When Should I Refinance My Mortgage 5 common reasons to refinance

Lower Interest Rate

When interest rates drop below your current mortgage rate, it is only natural to wonder if refinancing makes sense for you. 

As a good rule of thumb, the Federal Reserve Bank of San Francisco recommends that you consider 'refinance(ing) every time the mortgage rate drops by 50 basis points.'

To put this quote in perspective, one hundred basis points are equivalent to 1% and fifty basis points are equal to ½ a percent or 0.5%.

Buying points is an additional option you can consider when refinancing your mortgage. 

Usually, buying points makes sense if you plan on owning the home for over half the length of the mortgage.

Bank of America advises, 'In general, the longer you plan to own the home, the more points help you save on interest over the life of the loan. When you consider whether points are right for you, it helps to run the numbers.'

buying_points_bank_of_america

Points chart found at BankofAmerica.com

Combining an already lower interest rate with a calculated points purchase can help push the amount of interest you pay over the life of the loan to the minimums. 

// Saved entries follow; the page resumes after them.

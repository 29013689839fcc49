// Copyright 2026 Hypermesh Foundation. All rights reserved.
// Contact Center Volume Simulation Suite ("The Queue") - Type Definitions

use chrono::NaiveTime;
use serde::{Deserialize, Serialize};

use crate::curve::ArrivalPattern;

// ─── Channel Mix ─────────────────────────────────────────────────────────────

/// One channel's share of the total volume, in percent.
#[derive(Debug, Clone, PartialEq, Serialize, Deserialize)]
pub struct ChannelShare {
    pub name: String,
    pub percent: f64,
}

/// Errors raised when a channel mix cannot be rescaled.
#[derive(Debug, Clone, PartialEq, thiserror::Error)]
pub enum MixError {
    #[error("channel shares sum to zero and cannot be rescaled to 100")]
    ZeroShareSum,

    #[error("channel {name:?} has a negative share ({percent})")]
    NegativeShare { name: String, percent: f64 },
}

/// Ordered percentage split of total volume across contact channels.
///
/// Shares do not have to sum to 100 on input; [`normalized`](Self::normalized)
/// rescales them proportionally (`p * 100 / sum`) and reports the raw sum so
/// the caller-facing layer can surface a warning. Normalization is idempotent.
#[derive(Debug, Clone, PartialEq, Serialize, Deserialize)]
pub struct ChannelMix {
    pub shares: Vec<ChannelShare>,
}

/// Rescale slack: a raw sum within this distance of 100 counts as already
/// normalized.
const MIX_SUM_TOLERANCE: f64 = 1e-9;

impl ChannelMix {
    pub fn new(shares: Vec<ChannelShare>) -> Self {
        Self { shares }
    }

    pub fn from_pairs(pairs: &[(&str, f64)]) -> Self {
        Self {
            shares: pairs
                .iter()
                .map(|(name, percent)| ChannelShare {
                    name: (*name).to_string(),
                    percent: *percent,
                })
                .collect(),
        }
    }

    pub fn len(&self) -> usize {
        self.shares.len()
    }

    pub fn is_empty(&self) -> bool {
        self.shares.is_empty()
    }

    pub fn channel_names(&self) -> Vec<String> {
        self.shares.iter().map(|s| s.name.clone()).collect()
    }

    pub fn share_sum(&self) -> f64 {
        self.shares.iter().map(|s| s.percent).sum()
    }

    /// Proportionally rescale shares to sum to 100.
    ///
    /// Returns the rescaled mix and, when rescaling actually happened, the raw
    /// sum the input carried. Negative shares and an all-zero mix are typed
    /// errors; the division `p * 100 / 0` is undefined.
    pub fn normalized(&self) -> Result<(ChannelMix, Option<f64>), MixError> {
        for share in &self.shares {
            if share.percent < 0.0 {
                return Err(MixError::NegativeShare {
                    name: share.name.clone(),
                    percent: share.percent,
                });
            }
        }

        let sum = self.share_sum();
        if self.is_empty() || sum == 0.0 {
            return Err(MixError::ZeroShareSum);
        }
        if (sum - 100.0).abs() <= MIX_SUM_TOLERANCE {
            return Ok((self.clone(), None));
        }

        let rescaled = ChannelMix {
            shares: self
                .shares
                .iter()
                .map(|s| ChannelShare {
                    name: s.name.clone(),
                    percent: s.percent * 100.0 / sum,
                })
                .collect(),
        };
        Ok((rescaled, Some(sum)))
    }
}

// ─── Simulation Config ───────────────────────────────────────────────────────

/// Immutable parameter snapshot for one simulation run.
///
/// Every run is a pure function of this config plus the injected random
/// source; nothing is carried over between invocations.
#[derive(Debug, Clone, PartialEq, Serialize, Deserialize)]
pub struct SimConfig {
    /// First interval starts here.
    pub open: NaiveTime,
    /// Half-open end of the operating window; the interval touching it is
    /// excluded.
    pub close: NaiveTime,
    pub contacts_per_hour: f64,
    pub pattern: ArrivalPattern,
    pub mix: ChannelMix,
}

// ─── Display / Report Types ──────────────────────────────────────────────────

/// One point of the display-ready arrival curve, weight rounded to 4 decimals.
#[derive(Debug, Clone, PartialEq, Serialize, Deserialize)]
pub struct CurvePoint {
    pub label: String,
    pub weight: f64,
}

/// Sampled counts for one interval, parallel to [`VolumeTable::channels`].
#[derive(Debug, Clone, PartialEq, Serialize, Deserialize)]
pub struct VolumeRow {
    pub label: String,
    pub counts: Vec<u32>,
    pub total: u32,
}

/// Per-interval, per-channel sampled contact counts.
#[derive(Debug, Clone, PartialEq, Serialize, Deserialize)]
pub struct VolumeTable {
    pub channels: Vec<String>,
    pub rows: Vec<VolumeRow>,
}

impl VolumeTable {
    pub fn empty(channels: Vec<String>) -> Self {
        Self {
            channels,
            rows: Vec::new(),
        }
    }

    pub fn len(&self) -> usize {
        self.rows.len()
    }

    pub fn is_empty(&self) -> bool {
        self.rows.is_empty()
    }

    pub fn grand_total(&self) -> u64 {
        self.rows.iter().map(|r| r.total as u64).sum()
    }

    /// Largest interval total, used to scale chart bars.
    pub fn max_total(&self) -> u32 {
        self.rows.iter().map(|r| r.total).max().unwrap_or(0)
    }

    /// Cumulative count per channel across all intervals.
    pub fn channel_totals(&self) -> Vec<u64> {
        let mut totals = vec![0u64; self.channels.len()];
        for row in &self.rows {
            for (i, &count) in row.counts.iter().enumerate() {
                totals[i] += count as u64;
            }
        }
        totals
    }
}

// ─── Tests ───────────────────────────────────────────────────────────────────

#[cfg(test)]
mod tests {
    use super::*;

    #[test]
    fn normalize_already_100_is_identity() {
        let mix = ChannelMix::from_pairs(&[("Voice", 50.0), ("Chat", 30.0), ("Email", 20.0)]);
        let (normalized, rescaled) = mix.normalized().expect("valid mix");
        assert_eq!(normalized, mix, "100-summing mix must pass through unchanged");
        assert!(rescaled.is_none());
    }

    #[test]
    fn normalize_rescales_proportionally() {
        let mix = ChannelMix::from_pairs(&[("Voice", 60.0), ("Chat", 60.0)]);
        let (normalized, rescaled) = mix.normalized().expect("valid mix");
        assert_eq!(rescaled, Some(120.0));
        assert!((normalized.shares[0].percent - 50.0).abs() < 1e-9);
        assert!((normalized.shares[1].percent - 50.0).abs() < 1e-9);
    }

    #[test]
    fn normalize_is_idempotent() {
        let mix = ChannelMix::from_pairs(&[("Voice", 3.0), ("Chat", 1.0)]);
        let (once, _) = mix.normalized().expect("valid mix");
        let (twice, rescaled) = once.normalized().expect("valid mix");
        assert!(rescaled.is_none(), "second pass must not rescale again");
        for (a, b) in once.shares.iter().zip(&twice.shares) {
            assert!((a.percent - b.percent).abs() < 1e-9);
        }
    }

    #[test]
    fn normalize_preserves_channel_order() {
        let mix = ChannelMix::from_pairs(&[("SMS", 10.0), ("Voice", 70.0), ("Chat", 40.0)]);
        let (normalized, _) = mix.normalized().expect("valid mix");
        assert_eq!(normalized.channel_names(), vec!["SMS", "Voice", "Chat"]);
    }

    #[test]
    fn normalize_zero_sum_fails() {
        let mix = ChannelMix::from_pairs(&[("Voice", 0.0), ("Chat", 0.0)]);
        assert_eq!(mix.normalized().unwrap_err(), MixError::ZeroShareSum);
        assert_eq!(
            ChannelMix::new(Vec::new()).normalized().unwrap_err(),
            MixError::ZeroShareSum
        );
    }

    #[test]
    fn normalize_negative_share_fails() {
        let mix = ChannelMix::from_pairs(&[("Voice", 120.0), ("Chat", -20.0)]);
        let err = mix.normalized().unwrap_err();
        assert!(
            matches!(err, MixError::NegativeShare { .. }),
            "expected NegativeShare, got: {err}"
        );
    }

    #[test]
    fn table_totals() {
        let table = VolumeTable {
            channels: vec!["Voice".into(), "Chat".into()],
            rows: vec![
                VolumeRow { label: "08:00".into(), counts: vec![10, 5], total: 15 },
                VolumeRow { label: "08:15".into(), counts: vec![20, 7], total: 27 },
            ],
        };
        assert_eq!(table.grand_total(), 42);
        assert_eq!(table.max_total(), 27);
        assert_eq!(table.channel_totals(), vec![30, 12]);
    }
}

Getting a free quote to see your options is the first step to take when current interest rates have dropped below the rate you are paying for your mortgage.

Shorten The Length Of Your Mortgage

Another good reason to refinance your home is to shorten the length of your mortgage. 

Here's how it works…

When you refinance with a lower interest rate, your monthly payments go down.  

However, another option is to keep the same monthly payments and apply the interest savings to the loan balance, which will lower the length of your loan. 

Switching from a 30-year loan to a 15-year loan results in higher monthly payments but pays the loan off much more quickly, saving thousands of dollars in interest payments over the life of the loan.

 Discover explains in their Refinancing 101 article

For instance, if you had a 30 year fixed rate mortgage at 9% on a 100k home mortgage, your monthly payment would be $804.62.

By refinancing that same mortgage at 5.5% with a monthly payment of $817.08, you could cut the length of your loan in half to 15 years. 

That is a cost savings of almost $150,000 in interest that you would not have to pay, by refinancing. 

When Should I Refinance My Mortgage 5 common reasons to refinance

Convert From An ARM To A Fixed Rate Mortgage

ARMs or adjustable-rate mortgages have a fixed rate for a period of six months to ten years, and then their interest rate is adjusted annually based on the market index.

Adjustable-rate mortgages tend to have an enticingly lower interest rate than a traditional 30-year fixed-rate mortgage.

However, at the end of your fixed-rate period, the interest you pay will be determined by the amount you agreed to pay over the market index. 

If interest rates have risen, then your monthly payments will increase to cover the additional interest.

Quick Tip:

Be careful when considering Adjustable Rate Mortgages that include prepayment penalties designed to take back all of the interest you saved. 

When interest rates begin to rise, it is a good idea to lock in a fixed-rate mortgage for cost certainty and to eliminate the chance of future interest rate hikes. 

ARMs are usually used by people who don't plan on owning the house for more than a few years or who want to take the immediate cost savings. 

Before choosing an ARM, it would be wise to speak to multiple mortgage lenders about the pros and cons of this mortgage option.

Cash-Out Refinance & Consolidating Debt​​​​

The first three mentioned reasons to refinance make financial sense, and I think people can see the savings pretty quickly. 

With Cash-out refinancing or consolidating debt, the cost savings may be more challenging to see or may not be there at all.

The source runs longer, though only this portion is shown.